The integral of an exact differential over any integral path is path-independent, and this fact is used to identify state functions in thermodynamics.

==Overview==

===Definition===
Even if we work in three dimensions here, the definitions of exact differentials for other dimensions are structurally similar to the three dimensional definition. In three dimensions, a form of the type
$$A(x, y, z) \,dx + B(x, y, z) \,dy + C(x, y, z) \,dz$$
is called a differential form.

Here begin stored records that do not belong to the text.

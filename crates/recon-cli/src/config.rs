//! TOML configuration for `column-recon`.
//!
//! ```toml
//! environments = ["DEV", "QA", "PROD"]
//!
//! [matcher]
//! match_threshold = 80
//! match_strategy = "TOKEN_SET_RATIO"
//! exact_match_only = false
//!
//! [documentation]
//! table_id = "table_1"
//! verified_only = true
//!
//! [paths]
//! documentation = "pages.json"
//! mappings = "mappings.json"
//! ```
//!
//! Every section is optional except `environments`. Relative paths resolve
//! against the directory holding the configuration file.

use std::fs;
use std::path::{Path, PathBuf};

use recon_ingest::{DEFAULT_TABLE_ID, DocumentationOptions};
use recon_map::{ConfigError, DEFAULT_MATCH_THRESHOLD, EngineConfig, MatcherConfig};
use recon_model::MatchStrategy;
use serde::Deserialize;
use thiserror::Error;

#[derive(Debug, Error)]
pub enum AppConfigError {
    #[error("configuration file not found: {path}")]
    NotFound { path: PathBuf },
    #[error("failed to read configuration file {path}")]
    Read {
        path: PathBuf,
        #[source]
        source: std::io::Error,
    },
    #[error("failed to parse configuration file {path}")]
    Parse {
        path: PathBuf,
        #[source]
        source: toml::de::Error,
    },
    #[error("invalid configuration in {path}")]
    Invalid {
        path: PathBuf,
        #[source]
        source: ConfigError,
    },
}

#[derive(Debug, Default, Deserialize)]
#[serde(deny_unknown_fields)]
struct RawConfig {
    #[serde(default)]
    environments: Vec<String>,
    #[serde(default)]
    matcher: RawMatcher,
    #[serde(default)]
    documentation: RawDocumentation,
    #[serde(default)]
    paths: RawPaths,
}

#[derive(Debug, Default, Deserialize)]
#[serde(deny_unknown_fields)]
struct RawMatcher {
    /// Kept untyped so a non-integer reports a configuration error, not a parse error.
    match_threshold: Option<toml::Value>,
    match_strategy: Option<String>,
    exact_match_only: Option<bool>,
}

#[derive(Debug, Default, Deserialize)]
#[serde(deny_unknown_fields)]
struct RawDocumentation {
    table_id: Option<String>,
    verified_only: Option<bool>,
}

#[derive(Debug, Default, Deserialize)]
#[serde(deny_unknown_fields)]
struct RawPaths {
    documentation: Option<PathBuf>,
    definitions: Option<PathBuf>,
    resolver: Option<PathBuf>,
    data_types: Option<PathBuf>,
    mappings: Option<PathBuf>,
}

/// Input and store locations, already resolved against the config directory.
#[derive(Debug, Clone, PartialEq, Eq)]
pub struct InputPaths {
    pub documentation: PathBuf,
    pub definitions: PathBuf,
    pub resolver: PathBuf,
    /// Optional input; type resolution is skipped when the file is absent.
    pub data_types: PathBuf,
    pub mappings: PathBuf,
}

impl InputPaths {
    fn resolve(raw: RawPaths, base: &Path) -> Self {
        let join = |path: Option<PathBuf>, default: &str| {
            let path = path.unwrap_or_else(|| PathBuf::from(default));
            if path.is_absolute() {
                path
            } else {
                base.join(path)
            }
        };
        Self {
            documentation: join(raw.documentation, "pages.json"),
            definitions: join(raw.definitions, "definitions.json"),
            resolver: join(raw.resolver, "fqdn_resolver.json"),
            data_types: join(raw.data_types, "data_types.json"),
            mappings: join(raw.mappings, "mappings.json"),
        }
    }
}

/// Validated application configuration.
#[derive(Debug, Clone)]
pub struct AppConfig {
    pub source: PathBuf,
    pub engine: EngineConfig,
    pub documentation: DocumentationOptions,
    pub paths: InputPaths,
}

impl AppConfig {
    pub fn load(path: &Path) -> Result<Self, AppConfigError> {
        if !path.exists() {
            return Err(AppConfigError::NotFound {
                path: path.to_path_buf(),
            });
        }
        let text = fs::read_to_string(path).map_err(|source| AppConfigError::Read {
            path: path.to_path_buf(),
            source,
        })?;
        let base = path.parent().unwrap_or_else(|| Path::new("."));
        let config = Self::parse(&text, base).map_err(|error| match error {
            AppConfigError::Parse { source, .. } => AppConfigError::Parse {
                path: path.to_path_buf(),
                source,
            },
            AppConfigError::Invalid { source, .. } => AppConfigError::Invalid {
                path: path.to_path_buf(),
                source,
            },
            other => other,
        })?;
        tracing::info!(
            path = %path.display(),
            environments = ?config.engine.environments,
            strategy = %config.engine.matcher.match_strategy,
            threshold = config.engine.matcher.match_threshold,
            "loaded configuration"
        );
        Ok(Self {
            source: path.to_path_buf(),
            ..config
        })
    }

    /// Parse configuration text, resolving relative paths against `base`.
    pub fn parse(text: &str, base: &Path) -> Result<Self, AppConfigError> {
        let raw: RawConfig = toml::from_str(text).map_err(|source| AppConfigError::Parse {
            path: PathBuf::new(),
            source,
        })?;
        let invalid = |source: ConfigError| AppConfigError::Invalid {
            path: PathBuf::new(),
            source,
        };

        let threshold = match raw.matcher.match_threshold {
            None => i64::from(DEFAULT_MATCH_THRESHOLD),
            Some(toml::Value::Integer(value)) => value,
            Some(other) => return Err(invalid(ConfigError::InvalidThreshold(other.to_string()))),
        };
        let strategy = raw
            .matcher
            .match_strategy
            .unwrap_or_else(|| MatchStrategy::default().to_string());
        let matcher = MatcherConfig::from_raw(
            threshold,
            &strategy,
            raw.matcher.exact_match_only.unwrap_or(false),
        )
        .map_err(invalid)?;
        let engine = EngineConfig::new(matcher, raw.environments).map_err(invalid)?;

        let defaults = DocumentationOptions::default();
        let documentation = DocumentationOptions {
            table_id: raw
                .documentation
                .table_id
                .filter(|id| !id.trim().is_empty())
                .unwrap_or_else(|| DEFAULT_TABLE_ID.to_string()),
            verified_only: raw
                .documentation
                .verified_only
                .unwrap_or(defaults.verified_only),
        };

        Ok(Self {
            source: PathBuf::new(),
            engine,
            documentation,
            paths: InputPaths::resolve(raw.paths, base),
        })
    }
}
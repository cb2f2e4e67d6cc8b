//! `column-recon` command-line entry point.

use clap::{ColorChoice, Parser};
use recon_cli::logging::{LogConfig, LogFormat, init_logging};
use std::io::{self, IsTerminal};
use tracing::level_filters::LevelFilter;

mod cli;
mod commands;
mod summary;

use crate::cli::{Cli, Command, LogFormatArg, LogLevelArg, OverrideCommand};
use crate::commands::{
    list_mappings, load_config, run_override_clear, run_override_set, run_parity, run_reconcile,
    run_sources, run_types,
};
use crate::summary::{
    print_mappings, print_parity, print_record, print_run_summary, print_sources, print_types,
};

fn main() {
    let cli = Cli::parse();
    cli.color.write_global();
    let log_config = log_config_from_cli(&cli);
    if let Err(error) = init_logging(&log_config) {
        eprintln!("error: failed to initialize logging: {error}");
        std::process::exit(1);
    }
    let exit_code = match run_command(&cli) {
        Ok(code) => code,
        Err(error) => {
            eprintln!("error: {error:#}");
            1
        }
    };
    std::process::exit(exit_code);
}

fn run_command(cli: &Cli) -> anyhow::Result<i32> {
    let config = load_config(&cli.config)?;
    match &cli.command {
        Command::Run => {
            let report = run_reconcile(&config)?;
            print_run_summary(&report);
            Ok(i32::from(report.has_failures()))
        }
        Command::Mappings(args) => {
            print_mappings(&list_mappings(&config, args)?);
            Ok(0)
        }
        Command::Override(OverrideCommand::Set(args)) => {
            print_record(&run_override_set(&config, args)?);
            Ok(0)
        }
        Command::Override(OverrideCommand::Clear(args)) => {
            print_record(&run_override_clear(&config, args)?);
            Ok(0)
        }
        Command::Types => {
            print_types(&run_types(&config)?);
            Ok(0)
        }
        Command::Sources => {
            let report = run_sources(&config)?;
            print_sources(&report);
            Ok(i32::from(!report.is_complete()))
        }
        Command::Parity(args) => {
            let report = run_parity(&config, args)?;
            print_parity(&report);
            Ok(i32::from(!report.is_clean()))
        }
    }
}

/// Build logging configuration from CLI flags with consistent precedence.
fn log_config_from_cli(cli: &Cli) -> LogConfig {
    let mut config = LogConfig {
        level_filter: cli.verbosity.tracing_level_filter(),
        ..LogConfig::default()
    };
    config.use_env_filter = !(cli.verbosity.is_present() || cli.log_level.is_some());
    if let Some(level) = cli.log_level {
        config.level_filter = match level {
            LogLevelArg::Error => LevelFilter::ERROR,
            LogLevelArg::Warn => LevelFilter::WARN,
            LogLevelArg::Info => LevelFilter::INFO,
            LogLevelArg::Debug => LevelFilter::DEBUG,
            LogLevelArg::Trace => LevelFilter::TRACE,
        };
    }
    config.format = match cli.log_format {
        LogFormatArg::Pretty => LogFormat::Pretty,
        LogFormatArg::Compact => LogFormat::Compact,
        LogFormatArg::Json => LogFormat::Json,
    };
    config.log_file = cli.log_file.clone();
    config.with_ansi = match cli.color.color {
        ColorChoice::Always => true,
        ColorChoice::Never => false,
        ColorChoice::Auto => cli.log_file.is_none() && io::stderr().is_terminal(),
    };
    config
}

This form is called exact on an open domain $D \subset \mathbb{R}^3$ in space if there exists some differentiable scalar function $Q = Q(x, y, z)$ defined on $D$ such that
$$dQ \equiv \left(\frac{\partial Q}{\partial x}\right)_{y,z} \, dx
         + \left(\frac{\partial Q}{\partial y}\right)_{x,z} \, dy
         + \left(\frac{\partial Q}{\partial z}\right)_{x,y} \, dz,
 \quad dQ = A \, dx + B \, dy + C \, dz$$
throughout $D$, where $x, y, z$ are orthogonal coordinates (e.g., Cartesian, cylindrical, or spherical coordinates). In other words, in some open domain of a space, a differential form is an exact differential if it is equal to the general differential of a differentiable function in an orthogonal coordinate system.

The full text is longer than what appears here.